**Your assignment**
Which lines run from the one containing "assert_eq!(enqueued, 2);" to the end of the records? Write them out exactly, both ends included, and nothing else.

**Data for review**
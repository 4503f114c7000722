//! Named job queues with interchangeable backends.
//!
//! - **Job**: payload plus attempt bookkeeping and a status lifecycle
//! - **QueueBackend**: enqueue / process / get / clean / counts / shutdown
//! - **InMemoryQueueBackend**: one serial worker, retries go to the tail
//! - **RedisQueueBackend**: durable lists, timed backoff, concurrent workers
//! - **QueueManager**: picks the backend once and owns every named queue
//!
//! # Architecture
//!
//! ```text
//!  producer ──add_job──▶ ┌──────────────┐      ┌──────────────────────┐
//!                        │ QueueManager │─────▶│ QueueBackend (name)  │
//!  consumer ──process──▶ └──────┬───────┘      │  memory  │  redis    │
//!                               │              └────┬─────────────────┘
//!                               ▼                   │ worker loop(s)
//!                        QueueEvents ◀──────────────┘ added/started/completed/
//!                        (listeners)                  retrying/failed
//! ```
//!
//! # Usage
//!
//! ```rust,ignore
//! use courier_core::jobs::{handler_fn, JobError, QueueManager};
//!
//! let manager = QueueManager::in_memory().with_tracing_listener().await;
//! manager.process("emails", handler_fn(|job| async move {
//!     println!("sending {}", job.payload);
//!     Ok::<(), JobError>(())
//! })).await?;
//! manager.add_job("emails", serde_json::json!({"to": "a@example.com"}), None).await?;
//! ```

pub mod events;
pub mod job;
pub mod manager;
pub mod memory;
pub mod queue;
pub mod redis_queue;
pub mod worker;

pub use events::{QueueEvent, QueueEventListener, QueueEvents, TracingEventListener};
pub use job::{
    BackoffStrategy, FailureOutcome, Job, JobError, JobId, JobOptions, JobResult, JobStatus,
};
pub use manager::QueueManager;
pub use memory::InMemoryQueueBackend;
pub use queue::{handler_fn, BackendKind, FnHandler, JobHandler, QueueBackend, QueueCounts};
pub use redis_queue::RedisQueueBackend;
pub use worker::WorkerConfig;
//! HMAC-SHA256 signing of webhook events.
//!
//! The signature covers the canonical JSON of `{"event": .., "payload": ..}`:
//! object keys sorted at every depth, no insignificant whitespace. It is a pure
//! function of `(event, payload, secret)` and independent of the transport.

use hmac::{Hmac, Mac};
use rand::rngs::OsRng;
use rand::RngCore;
use sha2::Sha256;
use subtle::ConstantTimeEq;

type HmacSha256 = Hmac<Sha256>;

/// Length of generated secrets in bytes (hex encoded to twice that).
pub const SECRET_BYTES: usize = 32;

/// Serialize `value` with object keys sorted recursively.
pub fn canonical_json(value: &serde_json::Value) -> String {
    let mut out = String::new();
    write_canonical(value, &mut out);
    out
}

fn write_canonical(value: &serde_json::Value, out: &mut String) {
    use serde_json::Value;

    match value {
        Value::Array(items) => {
            out.push('[');
            for (i, item) in items.iter().enumerate() {
                if i > 0 {
                    out.push(',');
                }
                write_canonical(item, out);
            }
            out.push(']');
        }
        Value::Object(map) => {
            let mut entries: Vec<_> = map.iter().collect();
            entries.sort_by(|a, b| a.0.cmp(b.0));
            out.push('{');
            for (i, (key, item)) in entries.into_iter().enumerate() {
                if i > 0 {
                    out.push(',');
                }
                out.push_str(&Value::String(key.clone()).to_string());
                out.push(':');
                write_canonical(item, out);
            }
            out.push('}');
        }
        scalar => out.push_str(&scalar.to_string()),
    }
}

/// The exact bytes that get signed.
pub fn signing_input(event: &str, payload: &serde_json::Value) -> String {
    canonical_json(&serde_json::json!({ "event": event, "payload": payload }))
}

/// Hex-encoded HMAC-SHA256 of the canonical `{event, payload}` under `secret`.
pub fn compute_signature(event: &str, payload: &serde_json::Value, secret: &str) -> String {
    let mut mac =
        <HmacSha256 as Mac>::new_from_slice(secret.as_bytes()).expect("HMAC can take key of any size");
    mac.update(signing_input(event, payload).as_bytes());
    hex::encode(mac.finalize().into_bytes())
}

/// Recompute the signature and compare in constant time.
pub fn verify_signature(
    signature: &str,
    event: &str,
    payload: &serde_json::Value,
    secret: &str,
) -> bool {
    let expected = compute_signature(event, payload, secret);
    signature.as_bytes().ct_eq(expected.as_bytes()).into()
}

/// Fresh random secret from the OS CSPRNG, hex encoded.
pub fn generate_secret() -> String {
    let mut bytes = [0u8; SECRET_BYTES];
    OsRng.fill_bytes(&mut bytes);
    hex::encode(bytes)
}

#[cfg(test)]
mod tests {
    use super::*;
    use serde_json::json;

    #[test]
    fn test_canonical_json_sorts_nested_keys() {
        let value = json!({"b": 1, "a": {"z": [3, {"y": null, "x": "q"}], "c": true}});
        assert_eq!(
            canonical_json(&value),
            r#"{"a":{"c":true,"z":[3,{"x":"q","y":null}]},"b":1}"#
        );
    }

    #[test]
    fn test_canonical_json_escapes_strings() {
        let value = json!({"quote\"key": "line\nbreak"});
        assert_eq!(canonical_json(&value), r#"{"quote\"key":"line\nbreak"}"#);
    }

    #[test]
    fn test_signature_independent_of_key_order() {
        let a: serde_json::Value = serde_json::from_str(r#"{"id": 1, "total": 9.5}"#).unwrap();
        let b: serde_json::Value = serde_json::from_str(r#"{"total": 9.5, "id": 1}"#).unwrap();
        assert_eq!(
            compute_signature("order.created", &a, "secret"),
            compute_signature("order.created", &b, "secret")
        );
    }

    #[test]
    fn test_signature_is_hex_sha256() {
        let sig = compute_signature("e", &json!({}), "k");
        assert_eq!(sig.len(), 64);
        assert!(sig.chars().all(|c| c.is_ascii_hexdigit()));
    }

    #[test]
    fn test_verify_accepts_own_signature() {
        let payload = json!({"order": 42, "items": ["a", "b"]});
        let sig = compute_signature("order.created", &payload, "s3cret");
        assert!(verify_signature(&sig, "order.created", &payload, "s3cret"));
    }

    #[test]
    fn test_verify_rejects_mutations() {
        let payload = json!({"order": 42});
        let sig = compute_signature("order.created", &payload, "s3cret");

        assert!(!verify_signature(&sig, "order.created", &json!({"order": 43}), "s3cret"));
        assert!(!verify_signature(&sig, "order.createe", &payload, "s3cret"));
        assert!(!verify_signature(&sig, "order.created", &payload, "s3creu"));
        assert!(!verify_signature(&sig[..63], "order.created", &payload, "s3cret"));
    }

    #[test]
    fn test_verify_rejects_every_single_byte_signature_flip() {
        let payload = json!({"n": 1});
        let sig = compute_signature("e", &payload, "k");
        for i in 0..sig.len() {
            let mut bytes = sig.clone().into_bytes();
            bytes[i] = if bytes[i] == b'0' { b'1' } else { b'0' };
            let mutated = String::from_utf8(bytes).unwrap();
            assert!(!verify_signature(&mutated, "e", &payload, "k"), "flip at {} accepted", i);
        }
    }

    #[test]
    fn test_generated_secrets_are_unique_hex() {
        let a = generate_secret();
        let b = generate_secret();
        assert_eq!(a.len(), SECRET_BYTES * 2);
        assert_ne!(a, b);
        assert!(hex::decode(&a).is_ok());
    }
}
#[cfg(test)]
mod tests {
    use super::*;
    use crate::error::ErrorCode;
    use serde_json::json;

    fn dispatcher() -> WebhookDispatcher {
        WebhookDispatcher::in_memory(Arc::new(QueueManager::in_memory()), WebhookSettings::default())
            .unwrap()
    }

    #[tokio::test]
    async fn test_register_generates_secret() {
        let dispatcher = dispatcher();
        let a = dispatcher
            .register(NewSubscription::new("https://example.com/a", ["order.created"]))
            .await
            .unwrap();
        let b = dispatcher
            .register(NewSubscription::new("https://example.com/b", ["order.created"]))
            .await
            .unwrap();

        assert_eq!(a.secret.len(), 64);
        assert_ne!(a.secret, b.secret);
        assert!(a.is_active);
        assert_eq!(dispatcher.list().await.unwrap().len(), 2);
    }

    #[tokio::test]
    async fn test_register_rejects_invalid_input() {
        let dispatcher = dispatcher();

        let err = dispatcher
            .register(NewSubscription::new("mailto:ops@example.com", ["a"]))
            .await
            .unwrap_err();
        assert_eq!(err.code(), ErrorCode::ValidationError);

        let err = dispatcher
            .register(NewSubscription::new("https://example.com", Vec::<String>::new()))
            .await
            .unwrap_err();
        assert_eq!(err.code(), ErrorCode::ValidationError);
    }

    #[tokio::test]
    async fn test_update_rotates_secret_and_keeps_other_fields() {
        let dispatcher = dispatcher();
        let sub = dispatcher
            .register(NewSubscription::new("https://example.com", ["a"]))
            .await
            .unwrap();

        let rotated = dispatcher.update(sub.id, SubscriptionUpdate::rotate()).await.unwrap();
        assert_ne!(rotated.secret, sub.secret);
        assert_eq!(rotated.url, sub.url);
        assert_eq!(rotated.events, sub.events);

        let changed = dispatcher
            .update(
                sub.id,
                SubscriptionUpdate {
                    events: Some(vec!["b".into(), "c".into()]),
                    ..Default::default()
                },
            )
            .await
            .unwrap();
        assert_eq!(changed.secret, rotated.secret);
        assert!(changed.events.contains("b") && !changed.events.contains("a"));
    }

    #[tokio::test]
    async fn test_update_and_delete_unknown_subscription() {
        let dispatcher = dispatcher();
        let id = Uuid::new_v4();

        let err = dispatcher.update(id, SubscriptionUpdate::deactivate()).await.unwrap_err();
        assert_eq!(err.code(), ErrorCode::SubscriptionNotFound);

        let err = dispatcher.delete(id).await.unwrap_err();
        assert_eq!(err.code(), ErrorCode::SubscriptionNotFound);
    }

    #[tokio::test]
    async fn test_trigger_with_no_matches_enqueues_nothing() {
        let dispatcher = dispatcher();
        dispatcher
            .register(NewSubscription::new("https://example.com", ["order.created"]))
            .await
            .unwrap();

        let enqueued = dispatcher.trigger_event("user.deleted", json!({})).await.unwrap();
        assert_eq!(enqueued, 0);

        let counts = dispatcher.queues().get_status("webhooks").await.unwrap();
        assert_eq!(counts.waiting, 0);
    }

    #[tokio::test]
    async fn test_trigger_enqueues_one_job_per_active_match() {
        let dispatcher = dispatcher();
        for url in ["https://a.example.com", "https://b.example.com"] {
            dispatcher
                .register(NewSubscription::new(url, ["order.created"]))
                .await
                .unwrap();
        }
        let inactive = dispatcher
            .register(NewSubscription::new("https://c.example.com", ["order.created"]))
            .await
            .unwrap();
        dispatcher
            .update(inactive.id, SubscriptionUpdate::deactivate())
            .await
            .unwrap();

        let enqueued = dispatcher
            .trigger_event("order.created", json!({"id": 7}))
            .await
            .unwrap();
        assert_eq!(enqueued, 2);

        // No handler bound yet, so the jobs stay waiting.
        let counts = dispatcher.queues().get_status("webhooks").await.unwrap();
        assert_eq!(counts.waiting, 2);
    }

    #[tokio::test]
    async fn test_trigger_rejects_blank_event() {
        let dispatcher = dispatcher();
        assert!(dispatcher.trigger_event("  ", json!({})).await.is_err());
    }
}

**Expected answer**
        assert_eq!(enqueued, 2);

        // No handler bound yet, so the jobs stay waiting.
        let counts = dispatcher.queues().get_status("webhooks").await.unwrap();
        assert_eq!(counts.waiting, 2);
    }

    #[tokio::test]
    async fn test_trigger_rejects_blank_event() {
        let dispatcher = dispatcher();
        assert!(dispatcher.trigger_event("  ", json!({})).await.is_err());
    }
}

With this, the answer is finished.